The dashboard runs as an application on cloud.gov, much like a customer application, so we want to explain this issue in depth to help customers avoid similar problems in developing and operating their own applications.
One of our operators was trying to unset an environment variable for the dashboard application, and these are the steps he took that resulted in the application being unavailable:
1) Our operator inspected the existing configuration using “cf env”, and found the environment variable he was looking for listed under a “User-Provided” heading in the output.
2) Using “cf update-user-provided-service”, the operator set the content of the bound user-provided service with the content listed under “User-Provided” in the “cf env” output, except for the variable that he wanted to remove.
3) This user-provided service instance was actually providing an unrelated set of configuration to the dashboard application (even though it had the same name), which meant that the operator overwrote that configuration. The overwritten configuration included the credentials needed by the dashboard application to operate properly, so the dashboard stopped working.
We noticed the dashboard was unavailable and restored the expected configuration, and it became available again.

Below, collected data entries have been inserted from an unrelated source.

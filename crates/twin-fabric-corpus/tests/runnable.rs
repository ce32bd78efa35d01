// twin-fabric-corpus/tests/runnable.rs
// ============================================================================
// Module: Generated-Corpus Runnability Tests
// Description: Every generated workflow executes cleanly in sim mode.
// Purpose: Keep the generator honest against the live tool surface.
// Dependencies: twin-fabric-corpus, twin-fabric-workflow, twin-fabric-config
// ============================================================================

//! ## Overview
//! Compiles and runs one scenario of every family end to end with no fault
//! injection; all steps and assertions must pass.

#![allow(
    clippy::panic,
    clippy::unwrap_used,
    clippy::expect_used,
    reason = "Test-only output and panic-based assertions are permitted."
)]

use twin_fabric_config::RuntimeConfig;
use twin_fabric_corpus::GeneratorOptions;
use twin_fabric_corpus::generate_corpus;
use twin_fabric_workflow::compile_workflow;
use twin_fabric_workflow::run_compiled_workflow;

#[test]
fn every_family_runs_clean_without_random_faults() {
    let bundle = generate_corpus(123, 1, 7, &GeneratorOptions::default());
    assert_eq!(bundle.workflows.len(), 7);

    for workflow in &bundle.workflows {
        let compiled = compile_workflow(&workflow.spec).unwrap();
        let result = run_compiled_workflow(
            &compiled,
            workflow.seed,
            None,
            &RuntimeConfig::default(),
        )
        .unwrap();
        assert!(
            result.ok,
            "{} failed: {:?}",
            workflow.scenario_id, result.dynamic_validation
        );
        assert!(result.steps.iter().all(|step| step.ok), "{}", workflow.scenario_id);
    }
}

#[test]
fn corpus_runs_are_reproducible_across_generations() {
    let options = GeneratorOptions::default();
    let first = generate_corpus(321, 1, 3, &options);
    let second = generate_corpus(321, 1, 3, &options);

    for (a, b) in first.workflows.iter().zip(second.workflows.iter()) {
        let result_a = run_compiled_workflow(
            &compile_workflow(&a.spec).unwrap(),
            a.seed,
            None,
            &RuntimeConfig::default(),
        )
        .unwrap();
        let result_b = run_compiled_workflow(
            &compile_workflow(&b.spec).unwrap(),
            b.seed,
            None,
            &RuntimeConfig::default(),
        )
        .unwrap();
        assert_eq!(result_a.metadata["state_head"], result_b.metadata["state_head"]);
        assert_eq!(result_a.metadata["time_ms"], result_b.metadata["time_ms"]);
    }
}
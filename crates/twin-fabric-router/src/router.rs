// twin-fabric-router/src/router.rs
// ============================================================================
// Module: Router
// Description: Deterministic tool dispatcher over bus, twins, and
//              connectors.
// Purpose: One canonical execution path per session.
// Dependencies: serde, serde_json, twin-fabric-{config,connectors,core,
//               twins,world}
// ============================================================================

//! ## Overview
//! The router owns everything a session needs: the logical clock and bus,
//! the seeded RNG, the append-only trace, the twin population (exclusively,
//! behind `Rc<RefCell<…>>` so the connector runtime can hold a weak
//! reference), the connector runtime, the tool registry, alias forwarding,
//! and any externally registered tool providers.
//!
//! A session is a single-threaded actor: tool calls are strictly serialized
//! and the clock only advances through an explicit `tick` or the bounded
//! latency charged after each successful call.

// ============================================================================
// SECTION: Imports
// ============================================================================

use std::cell::RefCell;
use std::collections::BTreeMap;
use std::path::PathBuf;
use std::rc::Rc;

use serde::Deserialize;
use serde_json::Value;
use serde_json::json;

use twin_fabric_config::RuntimeConfig;
use twin_fabric_connectors::ConnectorRuntime;
use twin_fabric_core::DeterministicRng;
use twin_fabric_core::EventBus;
use twin_fabric_core::FabricError;
use twin_fabric_core::FabricResult;
use twin_fabric_core::JsonMap;
use twin_fabric_core::MenuEntry;
use twin_fabric_core::Observation;
use twin_fabric_core::PendingSummary;
use twin_fabric_core::RESERVED_TOOL_NAMES;
use twin_fabric_core::ToolProvider;
use twin_fabric_core::ToolRegistry;
use twin_fabric_core::ToolSpec;
use twin_fabric_core::TraceLog;
use twin_fabric_core::TraceRecord;
use twin_fabric_core::TwinContext;
use twin_fabric_core::hash_canonical_json;
use twin_fabric_twins::ServiceName;
use twin_fabric_twins::TwinOptions;
use twin_fabric_twins::TwinSet;
use twin_fabric_world::Scenario;
use twin_fabric_world::catalog::baseline;

use crate::aliases::crm_alias_pack;
use crate::aliases::erp_alias_pack;
use crate::aliases::focus_for_tool;

// ============================================================================
// SECTION: Options
// ============================================================================

/// Construction options for a router session.
#[derive(Debug, Clone, Default)]
pub struct RouterOptions {
    /// Session seed; falls back to the runtime config default.
    pub seed: Option<u64>,
    /// Artifacts directory for trace/receipt files.
    pub artifacts_dir: Option<PathBuf>,
    /// Seeded world; falls back to the baseline scenario.
    pub scenario: Option<Scenario>,
    /// Host configuration.
    pub runtime: RuntimeConfig,
}

// ============================================================================
// SECTION: Reserved-Surface Arguments
// ============================================================================

/// Arguments for `observe`.
#[derive(Debug, Deserialize)]
struct ObserveArgs {
    #[serde(default)]
    focus: Option<String>,
}

/// Arguments for `tick`.
#[derive(Debug, Deserialize)]
struct TickArgs {
    #[serde(default = "default_tick_ms")]
    dt_ms: u64,
}
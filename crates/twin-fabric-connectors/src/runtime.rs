// twin-fabric-connectors/src/runtime.rs
// ============================================================================
// Module: Connector Runtime
// Description: Policy-gated dispatcher over the adapter triplets.
// Purpose: Single entry point for every connector-managed tool call.
// Dependencies: serde_json, twin-fabric-config, twin-fabric-core,
//               twin-fabric-twins
// ============================================================================

//! ## Overview
//! `invoke` builds the typed request with a per-service monotonic id, runs
//! the policy gate, executes the mode-selected adapter on ALLOW, and always
//! appends a redacted receipt, refusals included. Policy refusals surface
//! as `policy.denied` / `policy.approval_required` before any adapter runs.

// ============================================================================
// SECTION: Imports
// ============================================================================

use std::cell::RefCell;
use std::collections::BTreeMap;
use std::path::Path;
use std::rc::Weak;

use serde_json::Value;
use serde_json::json;

use twin_fabric_config::ConnectorMode;
use twin_fabric_config::RuntimeConfig;
use twin_fabric_core::FabricError;
use twin_fabric_core::FabricResult;
use twin_fabric_core::JsonMap;
use twin_fabric_core::TwinContext;
use twin_fabric_twins::ServiceName;
use twin_fabric_twins::TwinSet;

use crate::adapters::AdapterTriplet;
use crate::adapters::ConnectorAdapter;
use crate::models::ConnectorReceipt;
use crate::models::ConnectorRequest;
use crate::models::ConnectorResult;
use crate::models::PolicyAction;
use crate::models::PolicyDecision;
use crate::policy::DefaultPolicyGate;
use crate::policy::PolicyGate;
use crate::receipts::ReceiptLog;
use crate::redaction::redact_value;
use crate::routes::route_for;

/// Services fronted by the connector runtime (browser is router-direct).
const MANAGED_SERVICES: &[ServiceName] = &[
    ServiceName::Slack,
    ServiceName::Mail,
    ServiceName::Docs,
    ServiceName::Calendar,
    ServiceName::Tickets,
    ServiceName::Crm,
    ServiceName::Erp,
    ServiceName::Db,
    ServiceName::Okta,
    ServiceName::Servicedesk,
];

// ============================================================================
// SECTION: Connector Runtime
// ============================================================================

/// Policy-gated dispatcher over the per-service adapter triplets.
pub struct ConnectorRuntime {
    /// Adapter mode for this session.
    mode: ConnectorMode,
    /// Per-service adapter triplets.
    adapters: BTreeMap<ServiceName, AdapterTriplet>,
    /// Policy gate consulted before execution.
    policy: Box<dyn PolicyGate>,
    /// Receipts log.
    receipts: ReceiptLog,
    /// Monotonic request counter.
    request_seq: u64,
}

impl std::fmt::Debug for ConnectorRuntime {
    fn fmt(&self, f: &mut std::fmt::Formatter<'_>) -> std::fmt::Result {
        f.debug_struct("ConnectorRuntime")
            .field("mode", &self.mode)
            .field("services", &self.adapters.keys().collect::<Vec<_>>())
            .field("request_seq", &self.request_seq)
            .finish_non_exhaustive()
    }
}

impl ConnectorRuntime {
    /// Builds the runtime for a session.
    ///
    /// # Errors
    ///
    /// Returns a `receipts.io` error when the receipts file cannot be
    /// opened.
    pub fn new(
        twins: Weak<RefCell<TwinSet>>,
        config: &RuntimeConfig,
        artifacts_dir: Option<&Path>,
    ) -> Result<Self, FabricError> {
        let mut adapters = BTreeMap::new();
        for service in MANAGED_SERVICES {
            adapters.insert(*service, AdapterTriplet::new(*service, twins.clone()));
        }
        Ok(Self {
            mode: config.connector_mode,
            adapters,
            policy: Box::new(DefaultPolicyGate::from_config(config)),
            receipts: ReceiptLog::new(artifacts_dir)?,
            request_seq: 0,
        })
    }

    /// Adapter mode for this session.
    #[must_use]
    pub fn mode(&self) -> ConnectorMode {
        self.mode
    }

    /// Whether a tool routes through this runtime.
    #[must_use]
    pub fn managed_tool(&self, tool: &str) -> bool {
        route_for(tool).is_some_and(|route| self.adapters.contains_key(&route.service))
    }

    /// The most recent receipt.
    #[must_use]
    pub fn last_receipt(&self) -> Option<Value> {
        self.receipts.last()
    }

    /// The last `n` receipts, oldest first.
    #[must_use]
    pub fn receipt_tail(&self, n: usize) -> Vec<Value> {
        self.receipts.tail(n)
    }

    /// Invokes a connector-managed tool.
    ///
    /// # Errors
    ///
    /// Returns `policy.denied` / `policy.approval_required` on refusal, the
    /// adapter's structured error on failure, and `unknown_tool` for names
    /// outside the route table.
    pub fn invoke(
        &mut self,
        tool: &str,
        args: &JsonMap,
        ctx: &mut TwinContext<'_>,
    ) -> FabricResult<Value> {
        let route = route_for(tool).ok_or_else(|| FabricError::unknown_tool(tool))?;
        self.request_seq += 1;
        let request = ConnectorRequest {
            request_id: format!("{}-{:06}", route.service, self.request_seq),
            service: route.service,
            operation: route.operation,
            operation_class: route.operation_class,
            payload: args.clone(),
            actor: "agent".to_string(),
            metadata: JsonMap::new(),
        };

        let decision = self.policy.evaluate(&request, self.mode);
        match decision.action {
            PolicyAction::Deny => {
                self.record(&request, &decision, None, ctx.now_ms)?;
                Err(FabricError::new("policy.denied", decision.reason)
                    .with_detail(json!({"tool": tool})))
            }
            PolicyAction::RequireApproval => {
                self.record(&request, &decision, None, ctx.now_ms)?;
                Err(
                    FabricError::new("policy.approval_required", decision.reason)
                        .with_detail(json!({"tool": tool})),
                )
            }
            PolicyAction::Allow => {
                let adapter = self
                    .adapters
                    .get_mut(&request.service)
                    .ok_or_else(|| {
                        FabricError::new(
                            "service_unavailable",
                            format!("no adapter registered for service: {}", request.service),
                        )
                    })?
                    .for_mode(self.mode);
                let result = adapter.execute(&request, ctx);
                self.record(&request, &decision, Some(&result), ctx.now_ms)?;
                if result.ok {
                    Ok(result.data)
                } else {
                    Err(result.error.unwrap_or_else(|| {
                        FabricError::new("connector.failed", "adapter call failed")
                    }))
                }
            }
        }
    }

    /// Appends one redacted receipt.
    fn record(
        &mut self,
        request: &ConnectorRequest,
        decision: &PolicyDecision,
        result: Option<&ConnectorResult>,
        time_ms: u64,
    ) -> Result<(), FabricError> {
        let mut metadata = JsonMap::new();
        metadata.insert("policy_reason".to_string(), json!(decision.reason));
        if let Some(result) = result {
            for (key, value) in &result.metadata {
                metadata.insert(key.clone(), value.clone());
            }
        }
        let response_payload = match result {
            Some(result) => redact_value(&result.raw),
            None => json!({"policy": decision.action.as_str()}),
        };
        let receipt = ConnectorReceipt {
            request_id: request.request_id.clone(),
            mode: self.mode,
            service: request.service,
            operation: request.operation.clone(),
            operation_class: request.operation_class,
            policy_action: decision.action,
            ok: result.is_none_or(|result| result.ok),
            status_code: result.map_or(200, |result| result.status_code),
            request_payload: redact_value(&Value::Object(request.payload.clone())),
            response_payload,
            latency_ms: result.map_or(0, |result| result.latency_ms),
            time_ms,
            metadata,
        };
        self.receipts.append(receipt)
    }
}

// ============================================================================
// SECTION: Tests
// ============================================================================

#[cfg(test)]
mod tests {
    //! Test-only lint relaxations for panic-based assertions.
    #![allow(
        clippy::panic,
        clippy::unwrap_used,
        clippy::expect_used,
        reason = "Test-only output and panic-based assertions are permitted."
    )]

    use std::rc::Rc;

    use serde_json::json;

    use twin_fabric_core::DeterministicRng;
    use twin_fabric_twins::TwinOptions;
    use twin_fabric_world::catalog::baseline;

    use super::*;

    fn setup(config: &RuntimeConfig) -> (Rc<RefCell<TwinSet>>, ConnectorRuntime) {
        let twins = Rc::new(RefCell::new(TwinSet::from_scenario(
            &baseline(),
            TwinOptions::default(),
        )));
        let runtime = ConnectorRuntime::new(Rc::downgrade(&twins), config, None).unwrap();
        (twins, runtime)
    }

    fn args(value: serde_json::Value) -> JsonMap {
        value.as_object().cloned().unwrap_or_default()
    }

    #[test]
    fn sim_invocation_executes_and_leaves_a_receipt() {
        let config = RuntimeConfig::default();
        let (_twins, mut runtime) = setup(&config);
        let mut rng = DeterministicRng::from_seed(1);
        let mut ctx = TwinContext::new(0, &mut rng);

        let result = runtime
            .invoke(
                "slack.send_message",
                &args(json!({"channel": "#procurement", "text": "Request approval budget $2200"})),
                &mut ctx,
            )
            .unwrap();
        assert_eq!(result["ts"], "1");

        let receipt = runtime.last_receipt().unwrap();
        assert_eq!(receipt["service"], "slack");
        assert_eq!(receipt["operation"], "send_message");
        assert_eq!(receipt["policy_action"], "ALLOW");
        assert_eq!(receipt["request_id"], "slack-000001");
    }

    #[test]
    fn live_safe_write_requires_approval_and_still_leaves_a_receipt() {
        let mut config = RuntimeConfig::default();
        config.connector_mode = ConnectorMode::Live;
        let (_twins, mut runtime) = setup(&config);
        let mut rng = DeterministicRng::from_seed(1);
        let mut ctx = TwinContext::new(0, &mut rng);

        let err = runtime
            .invoke(
                "mail.compose",
                &args(json!({"to": "sales@example.com", "subj": "Quote", "body_text": "Need quote"})),
                &mut ctx,
            )
            .unwrap_err();
        assert_eq!(err.code, "policy.approval_required");

        let receipt = runtime.last_receipt().unwrap();
        assert_eq!(receipt["policy_action"], "REQUIRE_APPROVAL");
        // Policy refusals still scrub the request payload.
        assert_eq!(receipt["request_payload"]["to"], "[REDACTED_EMAIL]");
    }

    #[test]
    fn live_risky_write_is_denied_by_default() {
        let mut config = RuntimeConfig::default();
        config.connector_mode = ConnectorMode::Live;
        config.live_allow_write_safe = true;
        let (_twins, mut runtime) = setup(&config);
        let mut rng = DeterministicRng::from_seed(1);
        let mut ctx = TwinContext::new(0, &mut rng);

        let created = runtime
            .invoke(
                "tickets.create",
                &args(json!({"title": "Close me", "description": "generated"})),
                &mut ctx,
            )
            .unwrap();
        let ticket_id = created["ticket_id"].as_str().unwrap().to_string();

        let err = runtime
            .invoke(
                "tickets.transition",
                &args(json!({"ticket_id": ticket_id, "status": "closed"})),
                &mut ctx,
            )
            .unwrap_err();
        assert_eq!(err.code, "policy.denied");
    }

    #[test]
    fn replay_mode_memoizes_by_canonical_request_key() {
        let mut config = RuntimeConfig::default();
        config.connector_mode = ConnectorMode::Replay;
        let (_twins, mut runtime) = setup(&config);
        let mut rng = DeterministicRng::from_seed(1);
        let mut ctx = TwinContext::new(0, &mut rng);

        runtime
            .invoke("db.list_tables", &args(json!({"limit": 5})), &mut ctx)
            .unwrap();
        let first = runtime.last_receipt().unwrap();
        assert_eq!(first["metadata"]["cache_hit"], false);

        runtime
            .invoke("db.list_tables", &args(json!({"limit": 5})), &mut ctx)
            .unwrap();
        let second = runtime.last_receipt().unwrap();
        assert_eq!(second["metadata"]["cache_hit"], true);
    }

    #[test]
    fn live_mode_marks_the_simulated_backend() {
        let mut config = RuntimeConfig::default();
        config.connector_mode = ConnectorMode::Live;
        let (_twins, mut runtime) = setup(&config);
        let mut rng = DeterministicRng::from_seed(1);
        let mut ctx = TwinContext::new(0, &mut rng);

        runtime
            .invoke("okta.list_users", &args(json!({"limit": 1})), &mut ctx)
            .unwrap();
        let receipt = runtime.last_receipt().unwrap();
        assert_eq!(receipt["metadata"]["live_backend"], "simulated");
        assert_eq!(receipt["policy_action"], "ALLOW");
    }

    #[test]
    fn twin_errors_pass_through_with_a_receipt() {
        let config = RuntimeConfig::default();
        let (_twins, mut runtime) = setup(&config);
        let mut rng = DeterministicRng::from_seed(1);
        let mut ctx = TwinContext::new(0, &mut rng);

        let err = runtime
            .invoke("erp.get_po", &args(json!({"id": "PO-404"})), &mut ctx)
            .unwrap_err();
        assert_eq!(err.code, "unknown_po");
        let receipt = runtime.last_receipt().unwrap();
        assert_eq!(receipt["ok"], false);
        assert_eq!(receipt["status_code"], 404);
    }

    #[test]
    fn request_ids_are_monotonic_per_session() {
        let config = RuntimeConfig::default();
        let (_twins, mut runtime) = setup(&config);
        let mut rng = DeterministicRng::from_seed(1);
        let mut ctx = TwinContext::new(0, &mut rng);
        runtime
            .invoke("db.list_tables", &args(json!({})), &mut ctx)
            .unwrap();
        runtime
            .invoke("okta.list_users", &args(json!({})), &mut ctx)
            .unwrap();
        let receipt = runtime.last_receipt().unwrap();
        assert_eq!(receipt["request_id"], "okta-000002");
    }
}
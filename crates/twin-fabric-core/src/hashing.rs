// twin-fabric-core/src/hashing.rs
// ============================================================================
// Module: Canonical Hashing
// Description: RFC 8785 JSON canonicalization and content hashing utilities.
// Purpose: Provide deterministic digests for fingerprints and state heads.
// Dependencies: serde, serde_jcs, sha2
// ============================================================================

//! ## Overview
//! Workflow fingerprints and twin state heads hash RFC 8785 (JCS) canonical
//! JSON so that digests are stable across sessions and platforms. Raw bytes
//! hash directly.

// ============================================================================
// SECTION: Imports
// ============================================================================

use serde::Serialize;
use sha2::Digest;
use sha2::Sha256;

use crate::error::FabricError;

// ============================================================================
// SECTION: Hashing Helpers
// ============================================================================

/// Hashes raw bytes with SHA-256 and returns lowercase hex.
#[must_use]
pub fn hash_bytes(bytes: &[u8]) -> String {
    let mut hasher = Sha256::new();
    hasher.update(bytes);
    hex_encode(&hasher.finalize())
}

/// Hashes the canonical (RFC 8785) JSON form of a serializable value.
///
/// # Errors
///
/// Returns a `hashing.canonicalization` error when the value cannot be
/// canonicalized (e.g. non-finite floats).
pub fn hash_canonical_json<T: Serialize>(value: &T) -> Result<String, FabricError> {
    let canonical = serde_jcs::to_string(value).map_err(|err| {
        FabricError::new(
            "hashing.canonicalization",
            format!("failed to canonicalize json: {err}"),
        )
    })?;
    Ok(hash_bytes(canonical.as_bytes()))
}

/// Encodes bytes as lowercase hex.
fn hex_encode(bytes: &[u8]) -> String {
    let mut out = String::with_capacity(bytes.len() * 2);
    for byte in bytes {
        out.push_str(&format!("{byte:02x}"));
    }
    out
}

// ============================================================================
// SECTION: Tests
// ============================================================================

#[cfg(test)]
mod tests {
    //! Test-only lint relaxations for panic-based assertions.
    #![allow(
        clippy::panic,
        clippy::unwrap_used,
        clippy::expect_used,
        reason = "Test-only output and panic-based assertions are permitted."
    )]

    use serde_json::json;

    use super::*;

    #[test]
    fn canonical_hash_ignores_key_order() {
        let a = json!({"b": 1, "a": [1, 2, 3]});
        let b = json!({"a": [1, 2, 3], "b": 1});
        assert_eq!(
            hash_canonical_json(&a).unwrap(),
            hash_canonical_json(&b).unwrap()
        );
    }

    #[test]
    fn byte_hash_matches_known_vector() {
        // SHA-256 of the empty string.
        assert_eq!(
            hash_bytes(b""),
            "e3b0c44298fc1c149afbf4c8996fb92427ae41e4649b934ca495991b7852b855"
        );
    }
}
// twin-fabric-router/tests/aliases_and_policy.rs
// ============================================================================
// Module: Alias & Policy Surface Tests
// Description: Alias packs, connector receipts, and live-mode gating seen
//              through the router.
// Purpose: Pin the policy contract at the tool-call surface.
// Dependencies: twin-fabric-router, twin-fabric-config, serde_json
// ============================================================================

//! ## Overview
//! Aliases execute against the canonical twins and inherit their specs;
//! live-mode policy refusals surface as structured errors with a receipt
//! behind them; snapshots expose connector mode and the last receipt.

#![allow(
    clippy::panic,
    clippy::unwrap_used,
    clippy::expect_used,
    reason = "Test-only output and panic-based assertions are permitted."
)]

use serde_json::Value;
use serde_json::json;

use twin_fabric_config::ConnectorMode;
use twin_fabric_config::RuntimeConfig;
use twin_fabric_core::JsonMap;
use twin_fabric_core::ToolProvider;
use twin_fabric_core::ToolSpec;
use twin_fabric_router::Router;
use twin_fabric_router::RouterOptions;

fn args(value: Value) -> JsonMap {
    value.as_object().cloned().unwrap_or_default()
}

fn router_with(runtime: RuntimeConfig) -> Router {
    Router::new(RouterOptions {
        seed: Some(880),
        artifacts_dir: None,
        scenario: None,
        runtime,
    })
    .unwrap()
}

#[test]
fn salesforce_alias_executes_against_the_crm_twin() {
    let mut router = router_with(RuntimeConfig::default());
    let created = router
        .call_and_step(
            "salesforce.opportunity.create",
            &args(json!({"name": "Renewal FY27", "amount": 125_000.0, "stage": "Qualification"})),
        )
        .unwrap();
    assert!(created["id"].as_str().unwrap().starts_with("D-"));

    let deals = router
        .call_and_step("crm.list_deals", &args(json!({"limit": 10})))
        .unwrap();
    assert!(
        deals["deals"]
            .as_array()
            .unwrap()
            .iter()
            .any(|deal| deal["id"] == created["id"])
    );

    let payload = router
        .act_and_observe(
            "salesforce.activity.log",
            &args(json!({"kind": "note", "note": "Approval context added"})),
        )
        .unwrap();
    assert_eq!(payload["observation"]["focus"], "crm");
}

#[test]
fn alias_specs_inherit_the_canonical_description() {
    let router = router_with(RuntimeConfig::default());
    let spec = router.registry().get("hubspot.deals.create").unwrap();
    assert!(spec.description.starts_with("Alias → crm.create_deal"));
    let canonical = router.registry().get("crm.create_deal").unwrap();
    assert_eq!(spec.default_latency_ms, canonical.default_latency_ms);
}

#[test]
fn live_mode_gates_safe_and_risky_writes() {
    let mut runtime = RuntimeConfig::default();
    runtime.connector_mode = ConnectorMode::Live;
    let mut router = router_with(runtime);

    let err = router
        .call_and_step(
            "mail.compose",
            &args(json!({"to": "sales@example.com", "subj": "Quote", "body_text": "Need quote"})),
        )
        .unwrap_err();
    assert_eq!(err.code, "policy.approval_required");

    let snapshot = router.state_snapshot(false, 5, true).unwrap();
    assert_eq!(snapshot["connectors"]["mode"], "live");
    let receipt = &snapshot["connectors"]["last_receipt"];
    assert_eq!(receipt["policy_action"], "REQUIRE_APPROVAL");
    assert_eq!(receipt["operation"], "compose");

    let err = router
        .call_and_step(
            "okta.deactivate_user",
            &args(json!({"user_id": "USR-9001"})),
        )
        .unwrap_err();
    assert_eq!(err.code, "policy.denied");
}

#[test]
fn live_mode_with_safe_allowance_executes_safe_writes() {
    let mut runtime = RuntimeConfig::default();
    runtime.connector_mode = ConnectorMode::Live;
    runtime.live_allow_write_safe = true;
    let mut router = router_with(runtime);
    let composed = router
        .call_and_step(
            "mail.compose",
            &args(json!({"to": "sales@example.com", "subj": "Quote", "body_text": "Need quote"})),
        )
        .unwrap();
    assert!(composed["id"].as_str().unwrap().starts_with('m'));
}

#[test]
fn connector_receipts_record_enterprise_services() {
    let mut router = router_with(RuntimeConfig::default());
    router
        .call_and_step(
            "erp.create_po",
            &args(json!({
                "vendor": "MacroCompute",
                "currency": "USD",
                "lines": [{"item_id": "LAPTOP-15", "qty": 1, "unit_price": 1200}],
            })),
        )
        .unwrap();
    let receipt = router.state_snapshot(false, 3, true).unwrap()["connectors"]["last_receipt"]
        .clone();
    assert_eq!(receipt["service"], "erp");
    assert_eq!(receipt["operation"], "create_po");

    router
        .call_and_step("okta.list_users", &args(json!({"limit": 1})))
        .unwrap();
    let receipt = router.state_snapshot(false, 3, true).unwrap()["connectors"]["last_receipt"]
        .clone();
    assert_eq!(receipt["service"], "okta");
    assert_eq!(receipt["operation"], "list_users");
}

#[test]
fn tool_search_finds_okta_tools_by_prefix() {
    let router = router_with(RuntimeConfig::default());
    let found = router.search_tools("okta", 20);
    let names: Vec<&str> = found["results"]
        .as_array()
        .unwrap()
        .iter()
        .filter_map(|row| row["name"].as_str())
        .collect();
    assert!(names.contains(&"okta.list_users"));
    assert!(names.contains(&"okta.assign_group"));
}

/// Minimal external provider used by the registration test.
struct EchoProvider;

impl ToolProvider for EchoProvider {
    fn name(&self) -> &str {
        "echo_provider"
    }

    fn prefixes(&self) -> Vec<String> {
        vec!["ext.".to_string()]
    }

    fn specs(&self) -> Vec<ToolSpec> {
        vec![ToolSpec::new("ext.echo", "Echo payload for contract tests.")]
    }

    fn call(&mut self, tool: &str, args: &JsonMap) -> Result<Value, twin_fabric_core::FabricError> {
        if tool == "ext.echo" {
            Ok(json!({"ok": true, "payload": Value::Object(args.clone())}))
        } else {
            Err(twin_fabric_core::FabricError::unknown_tool(tool))
        }
    }
}

#[test]
fn custom_providers_register_and_dispatch_by_prefix() {
    let mut router = router_with(RuntimeConfig::default());
    router.register_tool_provider(Box::new(EchoProvider)).unwrap();

    let result = router
        .call_and_step("ext.echo", &args(json!({"message": "hello"})))
        .unwrap();
    assert_eq!(result["ok"], true);
    assert_eq!(result["payload"]["message"], "hello");

    // Provider specs land in the registry and therefore in search.
    assert!(router.registry().contains("ext.echo"));
}

#[test]
fn duplicate_provider_specs_are_rejected() {
    let mut router = router_with(RuntimeConfig::default());
    router.register_tool_provider(Box::new(EchoProvider)).unwrap();
    let err = router
        .register_tool_provider(Box::new(EchoProvider))
        .unwrap_err();
    assert_eq!(err.code, "registry.duplicate");
}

To recap, the core problem was a confusing operator experience: the “User-Provided” heading in the “cf env” output was entirely unrelated to user-provided services. The operator should have used “cf unset-env” to unset just the intended environment variable, and left the user-provided service instance content intact.
We talked to the Cloud Foundry open source team that maintains this component, and we learned they are working on a less confusing interface for this situation. In the meantime, we can help prevent this kind of issue by documenting our mistake and encouraging customers to keep an eye out for it.
We are also moving soon to a new version of the dashboard (currently in beta) that has a different structure for managing configuration, which will reduce the chances of this problem happening again.
In addition, the best practice for modifying application configuration is to edit the application manifest file and deploy the application again using our CI/CD system. Instead, we were editing this application using CLI commands. The right configuration to update was obvious in the manifest. Based on this experience, we’re re-emphasizing in our team the importance of using this best practice for applications, and we encourage it for customers as well.